**Problem:**
When you have read the listing, copy all of it without any change.
——
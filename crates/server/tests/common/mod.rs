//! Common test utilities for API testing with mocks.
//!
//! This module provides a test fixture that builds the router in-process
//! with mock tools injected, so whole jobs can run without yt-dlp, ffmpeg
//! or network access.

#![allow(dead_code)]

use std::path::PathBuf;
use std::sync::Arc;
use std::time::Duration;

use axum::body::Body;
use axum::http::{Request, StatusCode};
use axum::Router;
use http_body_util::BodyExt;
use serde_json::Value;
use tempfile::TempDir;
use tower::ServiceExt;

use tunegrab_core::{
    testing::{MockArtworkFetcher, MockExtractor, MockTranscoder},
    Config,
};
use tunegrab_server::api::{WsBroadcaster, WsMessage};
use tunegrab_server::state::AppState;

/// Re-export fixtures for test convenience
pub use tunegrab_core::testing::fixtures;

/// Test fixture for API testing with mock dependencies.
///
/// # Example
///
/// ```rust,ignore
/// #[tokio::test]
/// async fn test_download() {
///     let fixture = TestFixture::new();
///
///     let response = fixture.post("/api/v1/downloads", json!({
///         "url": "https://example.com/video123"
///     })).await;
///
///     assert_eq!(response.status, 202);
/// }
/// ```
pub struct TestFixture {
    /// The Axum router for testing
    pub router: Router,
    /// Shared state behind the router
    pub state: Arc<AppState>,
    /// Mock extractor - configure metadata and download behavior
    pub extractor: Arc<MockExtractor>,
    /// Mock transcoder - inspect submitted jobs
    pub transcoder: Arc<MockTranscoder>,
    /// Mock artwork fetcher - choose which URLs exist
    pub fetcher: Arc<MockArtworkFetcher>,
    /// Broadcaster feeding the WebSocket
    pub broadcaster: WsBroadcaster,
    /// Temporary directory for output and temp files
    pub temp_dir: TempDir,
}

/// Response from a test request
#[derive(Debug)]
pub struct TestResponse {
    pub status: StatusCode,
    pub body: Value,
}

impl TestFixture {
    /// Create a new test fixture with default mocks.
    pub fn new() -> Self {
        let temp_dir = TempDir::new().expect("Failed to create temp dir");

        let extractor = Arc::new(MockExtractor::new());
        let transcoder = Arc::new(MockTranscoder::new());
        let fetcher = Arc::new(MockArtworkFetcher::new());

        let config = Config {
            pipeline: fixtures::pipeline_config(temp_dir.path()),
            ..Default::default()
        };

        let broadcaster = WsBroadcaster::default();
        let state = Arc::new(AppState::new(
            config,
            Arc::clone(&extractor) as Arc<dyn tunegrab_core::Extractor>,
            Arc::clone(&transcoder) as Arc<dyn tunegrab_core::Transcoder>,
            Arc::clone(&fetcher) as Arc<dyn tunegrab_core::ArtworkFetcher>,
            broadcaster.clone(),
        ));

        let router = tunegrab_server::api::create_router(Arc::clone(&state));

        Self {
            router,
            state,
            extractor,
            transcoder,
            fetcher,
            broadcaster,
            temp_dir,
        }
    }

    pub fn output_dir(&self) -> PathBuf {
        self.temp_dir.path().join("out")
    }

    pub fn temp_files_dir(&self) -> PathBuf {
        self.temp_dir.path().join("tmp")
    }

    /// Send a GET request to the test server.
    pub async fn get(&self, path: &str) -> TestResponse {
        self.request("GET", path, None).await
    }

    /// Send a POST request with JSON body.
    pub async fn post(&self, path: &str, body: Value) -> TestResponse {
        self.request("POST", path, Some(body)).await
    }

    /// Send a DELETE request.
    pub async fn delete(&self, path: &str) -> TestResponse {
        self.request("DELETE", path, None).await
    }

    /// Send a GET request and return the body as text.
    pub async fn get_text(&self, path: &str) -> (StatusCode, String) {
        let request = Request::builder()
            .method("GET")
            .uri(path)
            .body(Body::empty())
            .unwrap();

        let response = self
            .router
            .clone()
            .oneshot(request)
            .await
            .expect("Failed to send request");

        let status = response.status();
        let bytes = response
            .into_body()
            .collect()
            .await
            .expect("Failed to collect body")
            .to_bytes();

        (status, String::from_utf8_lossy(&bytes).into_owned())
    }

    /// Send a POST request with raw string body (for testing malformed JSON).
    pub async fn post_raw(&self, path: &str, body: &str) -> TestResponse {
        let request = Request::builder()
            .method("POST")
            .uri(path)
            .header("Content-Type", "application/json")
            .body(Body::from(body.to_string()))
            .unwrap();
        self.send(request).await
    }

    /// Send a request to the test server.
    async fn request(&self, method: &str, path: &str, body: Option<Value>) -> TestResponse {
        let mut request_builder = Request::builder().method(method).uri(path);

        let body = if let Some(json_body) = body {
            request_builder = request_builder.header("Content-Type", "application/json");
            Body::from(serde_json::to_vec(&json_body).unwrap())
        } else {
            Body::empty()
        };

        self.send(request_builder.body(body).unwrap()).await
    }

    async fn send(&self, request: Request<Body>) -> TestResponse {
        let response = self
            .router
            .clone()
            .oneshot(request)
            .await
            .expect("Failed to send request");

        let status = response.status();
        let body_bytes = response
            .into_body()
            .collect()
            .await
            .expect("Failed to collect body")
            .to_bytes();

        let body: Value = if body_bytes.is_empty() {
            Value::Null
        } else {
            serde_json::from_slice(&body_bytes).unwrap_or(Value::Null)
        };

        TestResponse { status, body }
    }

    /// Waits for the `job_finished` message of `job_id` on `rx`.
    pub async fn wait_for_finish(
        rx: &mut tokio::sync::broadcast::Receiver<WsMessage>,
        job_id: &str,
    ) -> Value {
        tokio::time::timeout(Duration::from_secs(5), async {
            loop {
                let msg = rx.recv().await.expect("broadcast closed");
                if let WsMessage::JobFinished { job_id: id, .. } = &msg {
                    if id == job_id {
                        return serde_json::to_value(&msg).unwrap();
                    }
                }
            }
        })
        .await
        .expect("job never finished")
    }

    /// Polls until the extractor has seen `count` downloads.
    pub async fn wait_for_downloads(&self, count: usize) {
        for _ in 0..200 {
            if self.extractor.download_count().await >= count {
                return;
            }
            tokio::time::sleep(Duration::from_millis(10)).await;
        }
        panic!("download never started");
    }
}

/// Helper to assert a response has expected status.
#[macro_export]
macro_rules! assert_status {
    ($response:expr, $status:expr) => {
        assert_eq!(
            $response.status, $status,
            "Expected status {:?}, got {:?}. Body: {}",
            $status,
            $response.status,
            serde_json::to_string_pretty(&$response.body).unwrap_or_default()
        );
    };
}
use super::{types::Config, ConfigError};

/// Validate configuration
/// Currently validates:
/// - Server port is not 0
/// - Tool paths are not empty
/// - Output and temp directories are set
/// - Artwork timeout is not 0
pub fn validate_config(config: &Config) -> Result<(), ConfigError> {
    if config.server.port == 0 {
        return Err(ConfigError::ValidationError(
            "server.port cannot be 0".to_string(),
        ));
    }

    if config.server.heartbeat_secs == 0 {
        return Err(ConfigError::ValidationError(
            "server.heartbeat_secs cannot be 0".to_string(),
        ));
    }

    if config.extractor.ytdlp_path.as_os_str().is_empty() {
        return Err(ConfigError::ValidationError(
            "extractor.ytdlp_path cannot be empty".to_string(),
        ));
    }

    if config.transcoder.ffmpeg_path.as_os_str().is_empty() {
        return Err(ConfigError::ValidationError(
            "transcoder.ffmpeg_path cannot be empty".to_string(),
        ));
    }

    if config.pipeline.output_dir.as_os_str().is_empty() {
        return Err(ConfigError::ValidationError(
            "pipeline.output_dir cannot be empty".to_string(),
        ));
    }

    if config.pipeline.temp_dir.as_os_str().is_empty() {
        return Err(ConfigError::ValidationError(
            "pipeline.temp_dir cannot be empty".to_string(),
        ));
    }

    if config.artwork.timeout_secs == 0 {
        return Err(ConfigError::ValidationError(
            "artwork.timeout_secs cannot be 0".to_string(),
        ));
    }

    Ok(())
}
——
**Solution for this problem:**
filename crates/server/tests/common/mod.rs
//! Common test utilities for API testing with mocks.
//!
//! This module provides a test fixture that builds the router in-process
//! with mock tools injected, so whole jobs can run without yt-dlp, ffmpeg
//! or network access.

#![allow(dead_code)]

use std::path::PathBuf;
use std::sync::Arc;
use std::time::Duration;

use axum::body::Body;
use axum::http::{Request, StatusCode};
use axum::Router;
use http_body_util::BodyExt;
use serde_json::Value;
use tempfile::TempDir;
use tower::ServiceExt;

use tunegrab_core::{
    testing::{MockArtworkFetcher, MockExtractor, MockTranscoder},
    Config,
};
use tunegrab_server::api::{WsBroadcaster, WsMessage};
use tunegrab_server::state::AppState;

/// Re-export fixtures for test convenience
pub use tunegrab_core::testing::fixtures;

/// Test fixture for API testing with mock dependencies.
///
/// # Example
///
/// ```rust,ignore
/// #[tokio::test]
/// async fn test_download() {
///     let fixture = TestFixture::new();
///
///     let response = fixture.post("/api/v1/downloads", json!({
///         "url": "https://example.com/video123"
///     })).await;
///
///     assert_eq!(response.status, 202);
/// }
/// ```
pub struct TestFixture {
    /// The Axum router for testing
    pub router: Router,
    /// Shared state behind the router
    pub state: Arc<AppState>,
    /// Mock extractor - configure metadata and download behavior
    pub extractor: Arc<MockExtractor>,
    /// Mock transcoder - inspect submitted jobs
    pub transcoder: Arc<MockTranscoder>,
    /// Mock artwork fetcher - choose which URLs exist
    pub fetcher: Arc<MockArtworkFetcher>,
    /// Broadcaster feeding the WebSocket
    pub broadcaster: WsBroadcaster,
    /// Temporary directory for output and temp files
    pub temp_dir: TempDir,
}

/// Response from a test request
#[derive(Debug)]
pub struct TestResponse {
    pub status: StatusCode,
    pub body: Value,
}

impl TestFixture {
    /// Create a new test fixture with default mocks.
    pub fn new() -> Self {
        let temp_dir = TempDir::new().expect("Failed to create temp dir");

        let extractor = Arc::new(MockExtractor::new());
        let transcoder = Arc::new(MockTranscoder::new());
        let fetcher = Arc::new(MockArtworkFetcher::new());

        let config = Config {
            pipeline: fixtures::pipeline_config(temp_dir.path()),
            ..Default::default()
        };

        let broadcaster = WsBroadcaster::default();
        let state = Arc::new(AppState::new(
            config,
            Arc::clone(&extractor) as Arc<dyn tunegrab_core::Extractor>,
            Arc::clone(&transcoder) as Arc<dyn tunegrab_core::Transcoder>,
            Arc::clone(&fetcher) as Arc<dyn tunegrab_core::ArtworkFetcher>,
            broadcaster.clone(),
        ));

        let router = tunegrab_server::api::create_router(Arc::clone(&state));

        Self {
            router,
            state,
            extractor,
            transcoder,
            fetcher,
            broadcaster,
            temp_dir,
        }
    }

    pub fn output_dir(&self) -> PathBuf {
        self.temp_dir.path().join("out")
    }

    pub fn temp_files_dir(&self) -> PathBuf {
        self.temp_dir.path().join("tmp")
    }

    /// Send a GET request to the test server.
    pub async fn get(&self, path: &str) -> TestResponse {
        self.request("GET", path, None).await
    }

    /// Send a POST request with JSON body.
    pub async fn post(&self, path: &str, body: Value) -> TestResponse {
        self.request("POST", path, Some(body)).await
    }

    /// Send a DELETE request.
    pub async fn delete(&self, path: &str) -> TestResponse {
        self.request("DELETE", path, None).await
    }

    /// Send a GET request and return the body as text.
    pub async fn get_text(&self, path: &str) -> (StatusCode, String) {
        let request = Request::builder()
            .method("GET")
            .uri(path)
            .body(Body::empty())
            .unwrap();

        let response = self
            .router
            .clone()
            .oneshot(request)
            .await
            .expect("Failed to send request");

        let status = response.status();
        let bytes = response
            .into_body()
            .collect()
            .await
            .expect("Failed to collect body")
            .to_bytes();

        (status, String::from_utf8_lossy(&bytes).into_owned())
    }

    /// Send a POST request with raw string body (for testing malformed JSON).
    pub async fn post_raw(&self, path: &str, body: &str) -> TestResponse {
        let request = Request::builder()
            .method("POST")
            .uri(path)
            .header("Content-Type", "application/json")
            .body(Body::from(body.to_string()))
            .unwrap();
        self.send(request).await
    }

    /// Send a request to the test server.
    async fn request(&self, method: &str, path: &str, body: Option<Value>) -> TestResponse {
        let mut request_builder = Request::builder().method(method).uri(path);

        let body = if let Some(json_body) = body {
            request_builder = request_builder.header("Content-Type", "application/json");
            Body::from(serde_json::to_vec(&json_body).unwrap())
        } else {
            Body::empty()
        };

        self.send(request_builder.body(body).unwrap()).await
    }

    async fn send(&self, request: Request<Body>) -> TestResponse {
        let response = self
            .router
            .clone()
            .oneshot(request)
            .await
            .expect("Failed to send request");

        let status = response.status();
        let body_bytes = response
            .into_body()
            .collect()
            .await
            .expect("Failed to collect body")
            .to_bytes();

        let body: Value = if body_bytes.is_empty() {
            Value::Null
        } else {
            serde_json::from_slice(&body_bytes).unwrap_or(Value::Null)
        };

        TestResponse { status, body }
    }

    /// Waits for the `job_finished` message of `job_id` on `rx`.
    pub async fn wait_for_finish(
        rx: &mut tokio::sync::broadcast::Receiver<WsMessage>,
        job_id: &str,
    ) -> Value {
        tokio::time::timeout(Duration::from_secs(5), async {
            loop {
                let msg = rx.recv().await.expect("broadcast closed");
                if let WsMessage::JobFinished { job_id: id, .. } = &msg {
                    if id == job_id {
                        return serde_json::to_value(&msg).unwrap();
                    }
                }
            }
        })
        .await
        .expect("job never finished")
    }

    /// Polls until the extractor has seen `count` downloads.
    pub async fn wait_for_downloads(&self, count: usize) {
        for _ in 0..200 {
            if self.extractor.download_count().await >= count {
                return;
            }
            tokio::time::sleep(Duration::from_millis(10)).await;
        }
        panic!("download never started");
    }
}

/// Helper to assert a response has expected status.
#[macro_export]
macro_rules! assert_status {
    ($response:expr, $status:expr) => {
        assert_eq!(
            $response.status, $status,
            "Expected status {:?}, got {:?}. Body: {}",
            $status,
            $response.status,
            serde_json::to_string_pretty(&$response.body).unwrap_or_default()
        );
    };
}
use super::{types::Config, ConfigError};

/// Validate configuration
/// Currently validates:
/// - Server port is not 0
/// - Tool paths are not empty
/// - Output and temp directories are set
/// - Artwork timeout is not 0
pub fn validate_config(config: &Config) -> Result<(), ConfigError> {
    if config.server.port == 0 {
        return Err(ConfigError::ValidationError(
            "server.port cannot be 0".to_string(),
        ));
    }

    if config.server.heartbeat_secs == 0 {
        return Err(ConfigError::ValidationError(
            "server.heartbeat_secs cannot be 0".to_string(),
        ));
    }

    if config.extractor.ytdlp_path.as_os_str().is_empty() {
        return Err(ConfigError::ValidationError(
            "extractor.ytdlp_path cannot be empty".to_string(),
        ));
    }

    if config.transcoder.ffmpeg_path.as_os_str().is_empty() {
        return Err(ConfigError::ValidationError(
            "transcoder.ffmpeg_path cannot be empty".to_string(),
        ));
    }

    if config.pipeline.output_dir.as_os_str().is_empty() {
        return Err(ConfigError::ValidationError(
            "pipeline.output_dir cannot be empty".to_string(),
        ));
    }

    if config.pipeline.temp_dir.as_os_str().is_empty() {
        return Err(ConfigError::ValidationError(
            "pipeline.temp_dir cannot be empty".to_string(),
        ));
    }

    if config.artwork.timeout_secs == 0 {
        return Err(ConfigError::ValidationError(
            "artwork.timeout_secs cannot be 0".to_string(),
        ));
    }

    Ok(())
}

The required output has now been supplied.